Offers is a 2005 Dutch television film directed by Dana Nechushtan and starring Maryam Hassouni and Jacob Derwig. The thriller film is a personal drama about suicide bombers and counter-terrorism in Western Europe.

In 2006 Maryam Hassouni won an International Emmy Award for her role as Laila al Gatawi.

==Plot==
Khalid al Gatawi (Iliass Ojja) is about to become a suicide bomber in Paris. Even though he hesitates, his bomb is detonated from a distance by a cell phone. In the explosion a Dutch woman is killed and her Lebanese husband is seriously injured. Haron Nasrallah (Jacob Derwig), the son of the senior couple, is a police officer in Amsterdam.
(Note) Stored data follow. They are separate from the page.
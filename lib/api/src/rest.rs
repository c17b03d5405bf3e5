use crate::response::PredictionFailure;
use crate::service::PredictionService;
use actix_cors::Cors;
use actix_web::http::StatusCode;
use actix_web::{web, App, HttpResponse, HttpServer, Result as ActixResult};
use jurusan_core::Error;
use serde_json::Value;
use std::sync::Arc;
use tracing::{debug, warn};

pub struct RestApi;

impl RestApi {
    pub async fn start(service: Arc<PredictionService>, port: u16) -> std::io::Result<()> {
        HttpServer::new(move || {
            let cors = Cors::default()
                .allow_any_origin()
                .allow_any_method()
                .allow_any_header()
                .max_age(3600);

            App::new()
                .wrap(cors)
                .configure(|cfg| configure(cfg, service.clone()))
        })
        .bind(("0.0.0.0", port))?
        .run()
        .await
    }
}

/// Register the prediction routes on an app.
pub fn configure(cfg: &mut web::ServiceConfig, service: Arc<PredictionService>) {
    cfg.app_data(web::Data::new(service))
        .route("/health", web::get().to(health))
        .route("/model", web::get().to(model_info))
        .route("/model/reload", web::post().to(reload_model))
        .route("/predict", web::post().to(predict));
}

/// HTTP status for a failed request
pub fn status_for(error: &Error) -> StatusCode {
    match error {
        Error::InvalidInput(_) | Error::FeatureCountMismatch { .. } => StatusCode::BAD_REQUEST,
        Error::NotTrained => StatusCode::SERVICE_UNAVAILABLE,
        Error::ModelFileNotFound(_) => StatusCode::NOT_FOUND,
        _ => StatusCode::INTERNAL_SERVER_ERROR,
    }
}

fn failure(error: &Error) -> HttpResponse {
    HttpResponse::build(status_for(error)).json(PredictionFailure::from(error))
}

async fn health(service: web::Data<Arc<PredictionService>>) -> ActixResult<HttpResponse> {
    Ok(HttpResponse::Ok().json(serde_json::json!({
        "status": "ok",
        "trained": service.is_trained(),
    })))
}

async fn model_info(service: web::Data<Arc<PredictionService>>) -> ActixResult<HttpResponse> {
    match service.info() {
        Ok(info) => Ok(HttpResponse::Ok().json(info)),
        Err(e) => Ok(failure(&e)),
    }
}

async fn reload_model(service: web::Data<Arc<PredictionService>>) -> ActixResult<HttpResponse> {
    match service.reload() {
        Ok(info) => Ok(HttpResponse::Ok().json(serde_json::json!({
            "success": true,
            "model": info,
        }))),
        Err(e) => {
            warn!("Model reload failed, keeping current model: {}", e);
            Ok(failure(&e))
        }
    }
}

async fn predict(service: web::Data<Arc<PredictionService>>, body: web::Bytes) -> ActixResult<HttpResponse> {
    let body: Value = match serde_json::from_slice(&body) {
        Ok(value) => value,
        Err(e) => return Ok(failure(&Error::InvalidInput(format!("request body is not valid JSON: {}", e)))),
    };

    match service.predict(body) {
        Ok(success) => {
            debug!(
                "Predicted {} ({:.1}%)",
                success.predicted_major, success.confidence
            );
            Ok(HttpResponse::Ok().json(success))
        }
        Err(e) => Ok(failure(&e)),
    }
}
When the trail of the bombing leads back to the Netherlands, he decides to cooperate with the secret intelligence service.

Khalid and his two sisters Laila (Maryam Hassouni) and Alisha al Gatawi (Mimi Ferrer) wanted to avenge their father's death. Mokhtar (Sabri Saad El-Hamus) will arrange the suicide bombings for Laila and Alisha. Haron goes to Alisha's house and discovers she is pregnant. Laila catches him and forces him with a gun to bring her to Alisha. They find out Alisha tries to flee abroad with her boyfriend. Alisha and her boyfriend get killed by a bomb thrown in their car. When Haron is seen with Laila during their pursuit the police is going after the both of them.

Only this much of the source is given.